Action item: Transcribe the data underneath exactly, keeping every word in place.

Input records:

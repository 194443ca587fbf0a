use std::sync::atomic::{AtomicBool, Ordering};
use std::sync::Arc;
use tokio::sync::watch;
use tracing::{info, warn};

/// Stop flag shared with the consumer threads. They poll it between deliveries.
#[derive(Debug, Clone, Default)]
pub struct StopFlag(Arc<AtomicBool>);

impl StopFlag {
    pub fn new() -> Self {
        Self::default()
    }

    pub fn set(&self) {
        self.0.store(true, Ordering::SeqCst);
    }

    pub fn is_set(&self) -> bool {
        self.0.load(Ordering::SeqCst)
    }
}

/// Process-wide shutdown signal observed by the async side (servers and
/// in-flight WebSocket turns).
#[derive(Debug, Clone)]
pub struct Shutdown {
    tx: Arc<watch::Sender<bool>>,
}

impl Shutdown {
    pub fn new() -> Self {
        let (tx, _) = watch::channel(false);
        Self { tx: Arc::new(tx) }
    }

    pub fn trigger(&self) {
        self.tx.send_replace(true);
    }

    pub fn is_triggered(&self) -> bool {
        *self.tx.borrow()
    }

    /// Resolves once `trigger` has been called (immediately if it already was).
    pub async fn wait(&self) {
        let mut rx = self.tx.subscribe();
        let _ = rx.wait_for(|triggered| *triggered).await;
    }

    /// Trigger on Ctrl-C.
    pub fn listen_for_ctrl_c(&self) {
        let shutdown = self.clone();
        tokio::spawn(async move {
            match tokio::signal::ctrl_c().await {
                Ok(()) => info!("Shutdown signal received"),
                Err(e) => warn!("Failed to listen for Ctrl-C: {}", e),
            }
            shutdown.trigger();
        });
    }
}

impl Default for Shutdown {
    fn default() -> Self {
        Self::new()
    }
}

#[cfg(test)]
mod tests {
    use super::*;
    use std::time::Duration;

    #[tokio::test]
    async fn wait_resolves_after_trigger() {
        let shutdown = Shutdown::new();
        let waiter = {
            let shutdown = shutdown.clone();
            tokio::spawn(async move { shutdown.wait().await })
        };

        shutdown.trigger();
        tokio::time::timeout(Duration::from_secs(1), waiter)
            .await
            .expect("wait should resolve")
            .unwrap();
        assert!(shutdown.is_triggered());
    }

    #[tokio::test]
    async fn wait_after_trigger_returns_immediately() {
        let shutdown = Shutdown::new();
        shutdown.trigger();
        tokio::time::timeout(Duration::from_millis(100), shutdown.wait())
            .await
            .expect("already triggered");
    }

    #[test]
    fn stop_flag_is_shared_between_clones() {
        let flag = StopFlag::new();
        let other = flag.clone();
        other.set();
        assert!(flag.is_set());
    }
}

The completed task:
repository 194443ca587fbf0a
use std::sync::atomic::{AtomicBool, Ordering};
use std::sync::Arc;
use tokio::sync::watch;
use tracing::{info, warn};

/// Stop flag shared with the consumer threads. They poll it between deliveries.
#[derive(Debug, Clone, Default)]
pub struct StopFlag(Arc<AtomicBool>);

impl StopFlag {
    pub fn new() -> Self {
        Self::default()
    }

    pub fn set(&self) {
        self.0.store(true, Ordering::SeqCst);
    }

    pub fn is_set(&self) -> bool {
        self.0.load(Ordering::SeqCst)
    }
}

/// Process-wide shutdown signal observed by the async side (servers and
/// in-flight WebSocket turns).
#[derive(Debug, Clone)]
pub struct Shutdown {
    tx: Arc<watch::Sender<bool>>,
}

impl Shutdown {
    pub fn new() -> Self {
        let (tx, _) = watch::channel(false);
        Self { tx: Arc::new(tx) }
    }

    pub fn trigger(&self) {
        self.tx.send_replace(true);
    }

    pub fn is_triggered(&self) -> bool {
        *self.tx.borrow()
    }

    /// Resolves once `trigger` has been called (immediately if it already was).
    pub async fn wait(&self) {
        let mut rx = self.tx.subscribe();
        let _ = rx.wait_for(|triggered| *triggered).await;
    }

    /// Trigger on Ctrl-C.
    pub fn listen_for_ctrl_c(&self) {
        let shutdown = self.clone();
        tokio::spawn(async move {
            match tokio::signal::ctrl_c().await {
                Ok(()) => info!("Shutdown signal received"),
                Err(e) => warn!("Failed to listen for Ctrl-C: {}", e),
            }
            shutdown.trigger();
        });
    }
}

impl Default for Shutdown {
    fn default() -> Self {
        Self::new()
    }
}

#[cfg(test)]
mod tests {
    use super::*;
    use std::time::Duration;

    #[tokio::test]
    async fn wait_resolves_after_trigger() {
        let shutdown = Shutdown::new();
        let waiter = {
            let shutdown = shutdown.clone();
            tokio::spawn(async move { shutdown.wait().await })
        };

        shutdown.trigger();
        tokio::time::timeout(Duration::from_secs(1), waiter)
            .await
            .expect("wait should resolve")
            .unwrap();
        assert!(shutdown.is_triggered());
    }

    #[tokio::test]
    async fn wait_after_trigger_returns_immediately() {
        let shutdown = Shutdown::new();
        shutdown.trigger();
        tokio::time::timeout(Duration::from_millis(100), shutdown.wait())
            .await
            .expect("already triggered");
    }

    #[test]
    fn stop_flag_is_shared_between_clones() {
        let flag = StopFlag::new();
        let other = flag.clone();
        other.set();
        assert!(flag.is_set());
    }
}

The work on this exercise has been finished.